Avaya is a relatively new player in the public safety space, but is intent on disrupting it, and to this end has unveiled a next-gen 911 solution.

Mark Fletcher, Chief Architect for Worldwide Public Safety Solutions at Avaya

AUSTIN – Avaya has announced the availability of what the company is terming new and unprecedented life-saving device location reporting capabilities within Avaya communications solutions for emergency response management. The reference case study announced is American, and the new SENTRY NG911 technology is enabled for the U.S. Emergency Network, but it will be available in Canada and to Canadian partners as well. The announcement was made at the Avaya Engage event here.

Avaya really began a push into the public safety space in the last two years, finding ways to utilize their Avaya Aura technology in this market.

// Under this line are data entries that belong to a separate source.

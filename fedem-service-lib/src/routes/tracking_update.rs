use std::sync::Arc;

use axum::{
    Json,
    extract::{Path, State, rejection::JsonRejection},
    http::HeaderMap,
    response::IntoResponse,
};
use fedem_adapters::authenticate_request;
use fedem_application::UpdateTrackingUseCase;
use fedem_core::TrackingStore;
use serde::Deserialize;

use crate::service::ServiceConfig;

use super::{TrackingResponse, error::ApiError};

#[derive(Deserialize)]
pub struct UpdateTrackingRequest {
    pub stage: i32,
    pub location: String,
    pub status: String,
}

#[tracing::instrument(name = "Update tracking", skip_all)]
pub async fn update_tracking<T>(
    State((tracking_store, config)): State<(T, Arc<ServiceConfig>)>,
    headers: HeaderMap,
    Path(tracking_id): Path<String>,
    body: Result<Json<UpdateTrackingRequest>, JsonRejection>,
) -> Result<impl IntoResponse, ApiError>
where
    T: TrackingStore + Clone + 'static,
{
    let Json(request) = body?;

    authenticate_request(&headers, &config.jwt)?;

    let use_case = UpdateTrackingUseCase::new(tracking_store);
    let tracking = use_case
        .execute(&tracking_id, request.stage, request.location, request.status)
        .await?;

    Ok(Json(TrackingResponse::from(tracking)))
}
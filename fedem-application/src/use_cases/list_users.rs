use fedem_core::{User, UserStore, UserStoreError};
use thiserror::Error;

#[derive(Debug, Error)]
pub enum ListUsersError {
    #[error("{0}")]
    UserStoreError(#[from] UserStoreError),
}

pub struct ListUsersUseCase<U> {
    user_store: U,
}

impl<U> ListUsersUseCase<U>
where
    U: UserStore,
{
    pub fn new(user_store: U) -> Self {
        Self { user_store }
    }

    #[tracing::instrument(name = "ListUsersUseCase::execute", skip_all)]
    pub async fn execute(&self) -> Result<Vec<User>, ListUsersError> {
        Ok(self.user_store.list_users().await?)
    }
}
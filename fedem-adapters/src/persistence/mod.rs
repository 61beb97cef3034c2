pub mod hashmap_tracking_store;
pub mod hashmap_user_store;
mod password;
pub mod postgres_tracking_store;
pub mod postgres_user_store;
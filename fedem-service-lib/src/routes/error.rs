use axum::{
    Json,
    extract::rejection::JsonRejection,
    http::StatusCode,
    response::{IntoResponse, Response},
};
use fedem_adapters::TokenAuthError;
use fedem_application::{
    CreateTrackingError, DeleteAccountError, GetTrackingError, ListUsersError, LoginError,
    LogoutError, RefreshTokenError, RegisterError, RequestPaymentError, ResetPasswordError,
    ResetPasswordRequestError, ToggleAuthorizationError, UpdateTrackingError,
};
use fedem_core::{
    EmailError, PasswordError, TrackingStoreError, UserStoreError, UsernameError,
};
use serde::{Deserialize, Serialize};
use thiserror::Error;

#[derive(Serialize, Deserialize)]
pub struct ErrorResponse {
    pub error: String,
}

#[derive(Debug, Error)]
pub enum ApiError {
    #[error("Invalid input: {0}")]
    InvalidInput(String),

    #[error("Missing token")]
    MissingToken,

    // Unknown email and wrong password share one message on purpose.
    #[error("Invalid credentials")]
    InvalidCredentials,

    #[error("Invalid or expired reset token")]
    InvalidResetToken,

    #[error("Authentication failed: {0}")]
    AuthenticationError(String),

    #[error("User not found")]
    UserNotFound,

    #[error("Tracking not found")]
    TrackingNotFound,

    #[error("User already exists")]
    UserAlreadyExists,

    #[error("Unexpected error: {0}")]
    UnexpectedError(String),
}

impl IntoResponse for ApiError {
    fn into_response(self) -> Response {
        let (status_code, error_message) = match self {
            ApiError::InvalidInput(_)
            | ApiError::MissingToken
            | ApiError::InvalidCredentials
            | ApiError::InvalidResetToken => (StatusCode::BAD_REQUEST, self.to_string()),

            ApiError::AuthenticationError(_) => (StatusCode::UNAUTHORIZED, self.to_string()),

            ApiError::UserNotFound | ApiError::TrackingNotFound => {
                (StatusCode::NOT_FOUND, self.to_string())
            }

            ApiError::UserAlreadyExists => (StatusCode::CONFLICT, self.to_string()),

            ApiError::UnexpectedError(_) => {
                (StatusCode::INTERNAL_SERVER_ERROR, self.to_string())
            }
        };

        let body = Json(ErrorResponse {
            error: error_message,
        });

        (status_code, body).into_response()
    }
}

// Bodies that fail to deserialize (missing field, malformed JSON, wrong
// content type) count as invalid input, not an unprocessable entity.
impl From<JsonRejection> for ApiError {
    fn from(rejection: JsonRejection) -> Self {
        ApiError::InvalidInput(rejection.body_text())
    }
}

impl From<EmailError> for ApiError {
    fn from(error: EmailError) -> Self {
        ApiError::InvalidInput(error.to_string())
    }
}

impl From<PasswordError> for ApiError {
    fn from(error: PasswordError) -> Self {
        ApiError::InvalidInput(error.to_string())
    }
}

impl From<UsernameError> for ApiError {
    fn from(error: UsernameError) -> Self {
        ApiError::InvalidInput(error.to_string())
    }
}

impl From<TokenAuthError> for ApiError {
    fn from(error: TokenAuthError) -> Self {
        match error {
            TokenAuthError::MissingToken => ApiError::MissingToken,
            TokenAuthError::InvalidToken | TokenAuthError::TokenError(_) => {
                ApiError::AuthenticationError(error.to_string())
            }
            TokenAuthError::UnexpectedError(e) => ApiError::UnexpectedError(e),
        }
    }
}

impl From<UserStoreError> for ApiError {
    fn from(error: UserStoreError) -> Self {
        match error {
            UserStoreError::UserAlreadyExists => ApiError::UserAlreadyExists,
            UserStoreError::UserNotFound => ApiError::UserNotFound,
            UserStoreError::IncorrectPassword => ApiError::InvalidCredentials,
            UserStoreError::UnexpectedError(e) => ApiError::UnexpectedError(e),
        }
    }
}

impl From<TrackingStoreError> for ApiError {
    fn from(error: TrackingStoreError) -> Self {
        match error {
            TrackingStoreError::TrackingNotFound => ApiError::TrackingNotFound,
            // Exhausted id regeneration surfaces as a server fault.
            TrackingStoreError::TrackingAlreadyExists => {
                ApiError::UnexpectedError(error.to_string())
            }
            TrackingStoreError::UnexpectedError(e) => ApiError::UnexpectedError(e),
        }
    }
}

impl From<RegisterError> for ApiError {
    fn from(error: RegisterError) -> Self {
        match error {
            RegisterError::UserStoreError(e) => e.into(),
        }
    }
}

impl From<LoginError> for ApiError {
    fn from(error: LoginError) -> Self {
        match error {
            LoginError::UserStoreError(
                UserStoreError::UserNotFound | UserStoreError::IncorrectPassword,
            ) => ApiError::InvalidCredentials,
            LoginError::UserStoreError(e) => e.into(),
        }
    }
}

impl From<RefreshTokenError> for ApiError {
    fn from(error: RefreshTokenError) -> Self {
        match error {
            RefreshTokenError::InvalidToken => ApiError::AuthenticationError(error.to_string()),
            RefreshTokenError::UserStoreError(e) => e.into(),
        }
    }
}

impl From<LogoutError> for ApiError {
    fn from(error: LogoutError) -> Self {
        match error {
            LogoutError::UserStoreError(e) => e.into(),
        }
    }
}

impl From<ToggleAuthorizationError> for ApiError {
    fn from(error: ToggleAuthorizationError) -> Self {
        match error {
            ToggleAuthorizationError::UserStoreError(e) => e.into(),
        }
    }
}

impl From<ListUsersError> for ApiError {
    fn from(error: ListUsersError) -> Self {
        match error {
            ListUsersError::UserStoreError(e) => e.into(),
        }
    }
}

impl From<ResetPasswordRequestError> for ApiError {
    fn from(error: ResetPasswordRequestError) -> Self {
        match error {
            ResetPasswordRequestError::UserStoreError(e) => e.into(),
        }
    }
}

impl From<ResetPasswordError> for ApiError {
    fn from(error: ResetPasswordError) -> Self {
        match error {
            ResetPasswordError::InvalidToken => ApiError::InvalidResetToken,
            ResetPasswordError::UserStoreError(e) => e.into(),
        }
    }
}

impl From<DeleteAccountError> for ApiError {
    fn from(error: DeleteAccountError) -> Self {
        match error {
            DeleteAccountError::UserStoreError(e) => e.into(),
        }
    }
}

impl From<RequestPaymentError> for ApiError {
    fn from(error: RequestPaymentError) -> Self {
        match error {
            RequestPaymentError::UserStoreError(e) => e.into(),
        }
    }
}

impl From<CreateTrackingError> for ApiError {
    fn from(error: CreateTrackingError) -> Self {
        match error {
            CreateTrackingError::UserStoreError(e) => e.into(),
            CreateTrackingError::TrackingStoreError(e) => e.into(),
        }
    }
}

impl From<UpdateTrackingError> for ApiError {
    fn from(error: UpdateTrackingError) -> Self {
        match error {
            UpdateTrackingError::TrackingStoreError(e) => e.into(),
        }
    }
}

impl From<GetTrackingError> for ApiError {
    fn from(error: GetTrackingError) -> Self {
        match error {
            GetTrackingError::TrackingStoreError(e) => e.into(),
        }
    }
}
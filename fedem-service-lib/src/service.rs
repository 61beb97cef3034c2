use std::sync::Arc;

use axum::{
    Router,
    http::{HeaderValue, Method, request},
    routing::{delete, get, post, put},
};
use fedem_adapters::{AllowedOrigins, JwtConfig};
use fedem_core::{Email, EmailClient, TrackingStore, UserStore};
use tokio::net::TcpListener;
use tower_http::{
    cors::{AllowOrigin, CorsLayer},
    trace::TraceLayer,
};

use crate::routes::{
    create_tracking, delete_account, get_tracking, list_users, login, logout, refresh_token,
    register, request_payment, reset_password, reset_password_request, toggle_authorization,
    update_tracking,
};
use crate::tracing::{make_span_with_request_id, on_request, on_response};

/// Per-deployment knobs shared by the handlers.
#[derive(Clone)]
pub struct ServiceConfig {
    pub jwt: JwtConfig,
    pub admin_email: String,
    pub reset_link_base: String,
    pub operator: Email,
}

/// The delivery backend: account routes under `/auth`, shipment routes
/// under `/tracking`.
pub struct FedemService {
    router: Router,
}

impl FedemService {
    /// Assemble the router from the provided stores and email client.
    ///
    /// Stores implement Clone via internal sharing (Arc or pool); each
    /// route is given only the state it needs.
    pub fn new<U, T, E>(
        user_store: U,
        tracking_store: T,
        email_client: E,
        config: ServiceConfig,
    ) -> Self
    where
        U: UserStore + Clone + 'static,
        T: TrackingStore + Clone + 'static,
        E: EmailClient + Clone + 'static,
    {
        let config = Arc::new(config);

        let auth_router = Router::new()
            .route("/register", post(register::<U, E>))
            .with_state((
                user_store.clone(),
                email_client.clone(),
                config.clone(),
            ))
            .route("/login", post(login::<U>))
            .with_state((user_store.clone(), config.clone()))
            .route("/refresh-token", post(refresh_token::<U>))
            .with_state((user_store.clone(), config.clone()))
            .route("/logout", post(logout::<U>))
            .with_state((user_store.clone(), config.clone()))
            .route("/authorize", post(toggle_authorization::<U>))
            .with_state((user_store.clone(), config.clone()))
            .route("/users", get(list_users::<U>))
            .with_state(user_store.clone())
            .route("/reset-link", post(reset_password_request::<U, E>))
            .with_state((
                user_store.clone(),
                email_client.clone(),
                config.clone(),
            ))
            .route("/reset", post(reset_password::<U>))
            .with_state(user_store.clone())
            .route("/payment/details", post(request_payment::<U, E>))
            .with_state((
                user_store.clone(),
                email_client.clone(),
                config.clone(),
            ))
            .route("/delete", delete(delete_account::<U>))
            .with_state((user_store.clone(), config.clone()));

        let tracking_router = Router::new()
            .route("/create", post(create_tracking::<U, T, E>))
            .with_state((
                user_store,
                tracking_store.clone(),
                email_client,
                config.clone(),
            ))
            .route("/update/{tracking_id}", put(update_tracking::<T>))
            .with_state((tracking_store.clone(), config.clone()))
            .route("/{tracking_id}", get(get_tracking::<T>))
            .with_state((tracking_store, config));

        let router = Router::new()
            .nest("/auth", auth_router)
            .nest("/tracking", tracking_router);

        Self { router }
    }

    fn with_trace_layer(mut self) -> Self {
        self.router = self.router.layer(
            TraceLayer::new_for_http()
                .make_span_with(make_span_with_request_id)
                .on_request(on_request)
                .on_response(on_response),
        );
        self
    }

    /// Turn the service into a router that can be mounted on another
    /// application, optionally restricted to the given CORS origins.
    pub fn as_nested_router(mut self, allowed_origins: Option<AllowedOrigins>) -> Router {
        if let Some(allowed_origins) = allowed_origins {
            let cors = CorsLayer::new()
                .allow_methods([Method::GET, Method::POST, Method::PUT, Method::DELETE])
                .allow_credentials(true)
                .allow_origin(AllowOrigin::predicate(
                    move |origin: &HeaderValue, _request_parts: &request::Parts| {
                        allowed_origins.contains(origin)
                    },
                ));

            self.router = self.router.layer(cors);
        }
        self.with_trace_layer().router
    }

    /// Run as a standalone server on the given listener.
    pub async fn run_standalone(
        self,
        listener: TcpListener,
        allowed_origins: Option<AllowedOrigins>,
    ) -> Result<(), std::io::Error> {
        let router = self.as_nested_router(allowed_origins);

        tracing::info!("Fedem service listening on {}", listener.local_addr()?);

        axum::serve(listener, router).await
    }
}
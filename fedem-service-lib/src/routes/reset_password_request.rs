use std::sync::Arc;

use axum::{Json, extract::{State, rejection::JsonRejection}, response::IntoResponse};
use fedem_application::ResetPasswordRequestUseCase;
use fedem_core::{Email, EmailClient, UserStore};
use secrecy::Secret;
use serde::Deserialize;

use crate::service::ServiceConfig;

use super::{MessageResponse, error::ApiError};

#[derive(Deserialize)]
pub struct ResetLinkRequest {
    pub email: Secret<String>,
}

#[tracing::instrument(name = "Reset password request", skip_all)]
pub async fn reset_password_request<U, E>(
    State((user_store, email_client, config)): State<(U, E, Arc<ServiceConfig>)>,
    body: Result<Json<ResetLinkRequest>, JsonRejection>,
) -> Result<impl IntoResponse, ApiError>
where
    U: UserStore + Clone + 'static,
    E: EmailClient + Clone + 'static,
{
    let Json(request) = body?;

    let email = Email::try_from(request.email)?;

    let use_case = ResetPasswordRequestUseCase::new(
        user_store,
        email_client,
        config.reset_link_base.clone(),
    );
    use_case.execute(email).await?;

    Ok(Json(MessageResponse::new("Reset link sent")))
}
use chrono::{Duration, Utc};
use fedem_core::{
    REFRESH_TOKEN_TTL_DAYS, User, UserStore, UserStoreError, generate_refresh_token,
};
use secrecy::{ExposeSecret, Secret};
use thiserror::Error;

#[derive(Debug, Error)]
pub enum RefreshTokenError {
    #[error("Invalid or expired refresh token")]
    InvalidToken,
    #[error("{0}")]
    UserStoreError(UserStoreError),
}

impl From<UserStoreError> for RefreshTokenError {
    fn from(error: UserStoreError) -> Self {
        match error {
            UserStoreError::UserNotFound => RefreshTokenError::InvalidToken,
            other => RefreshTokenError::UserStoreError(other),
        }
    }
}

pub struct RefreshTokenOutcome {
    pub user: User,
    pub refresh_token: Secret<String>,
}

/// Refresh-token exchange. The presented token is single-use: a successful
/// exchange rotates the stored value, so replaying the old token fails.
pub struct RefreshTokenUseCase<U> {
    user_store: U,
}

impl<U> RefreshTokenUseCase<U>
where
    U: UserStore,
{
    pub fn new(user_store: U) -> Self {
        Self { user_store }
    }

    #[tracing::instrument(name = "RefreshTokenUseCase::execute", skip_all)]
    pub async fn execute(
        &self,
        token: Secret<String>,
    ) -> Result<RefreshTokenOutcome, RefreshTokenError> {
        let user = self
            .user_store
            .find_by_refresh_token(token.expose_secret())
            .await?;

        let now = Utc::now();
        if !user.refresh_token_valid(now) {
            return Err(RefreshTokenError::InvalidToken);
        }

        let refresh_token = generate_refresh_token();
        self.user_store
            .set_refresh_token(
                user.id,
                refresh_token.clone(),
                now + Duration::days(REFRESH_TOKEN_TTL_DAYS),
            )
            .await?;

        Ok(RefreshTokenOutcome {
            user,
            refresh_token,
        })
    }
}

“What we are doing here is adapting technology that we have used in enterprise use cases  to the public safety market,” said ,” said Mark Fletcher, Chief Architect for Worldwide Public Safety Solutions at Avaya “This has not been a primary market for us, but it is an area we have decided we will absolutely disrupt with new technology. Public safety hasn’t considered these kinds of applications. The typical players in public safety barely know how to route a phone call – which is something that we practically invented. It gives us a huge advantage in the public safety marketplace.”

The case study announced provides location discovery for devices and places the data into a U.S. Next Generation 911 (NG911) repository. There it becomes easily available to first-responders, helping enable them to more accurately locate the position of the caller’s device as well as access additional critical information when calls are made from an Avaya communications system.

“This was the first Next-Gen 911 call, from our customer, Shelby County Tennessee, using an Avaya Aura 7 system,” Fletcher said. “A 911 call provided them with the voice location and floor plan relating to the caller device.” Fletcher noted that this uses the company who provide location services for Android and Apple.

“It emulated the functionality without actually having a Next-Gen 911 network in place,” Fletcher said. He emphasized the importance of this, that it will accelerate the rate of adoption of Next Gen 911, which he believes could very well have 100 per cent market penetration by June.

“Public safety wants to do a better job, and this will dynamically change things,” Fletcher indicated. “You almost don’t need to deploy a next-gen network any more, because people accept having their traffic on the internet. The QOS is there. Organizations won’t need to build their own network. They will ask ‘why are we spending that money when it works on the Internet.’”

Avaya communications solutions deployed with SENTRY NG911 are available now today for organizations of all sizes, and will be fully available to channel partners. While the system was originally designed for the U.S., Fletcher said that it will work in Canada.

“Our public safety initiative last year was more focused on the U.S., but this year is also focused on Canada, although we haven’t done a pilot there like we have in the U.S.,” he stated. “We are very active in Canada.”

Fletcher indicated however, that Canada’s huge metros might not be the best place to break this kind of solution in.

“I think in Canada, you have to find the right place– on the outskirts a little bit,” he said.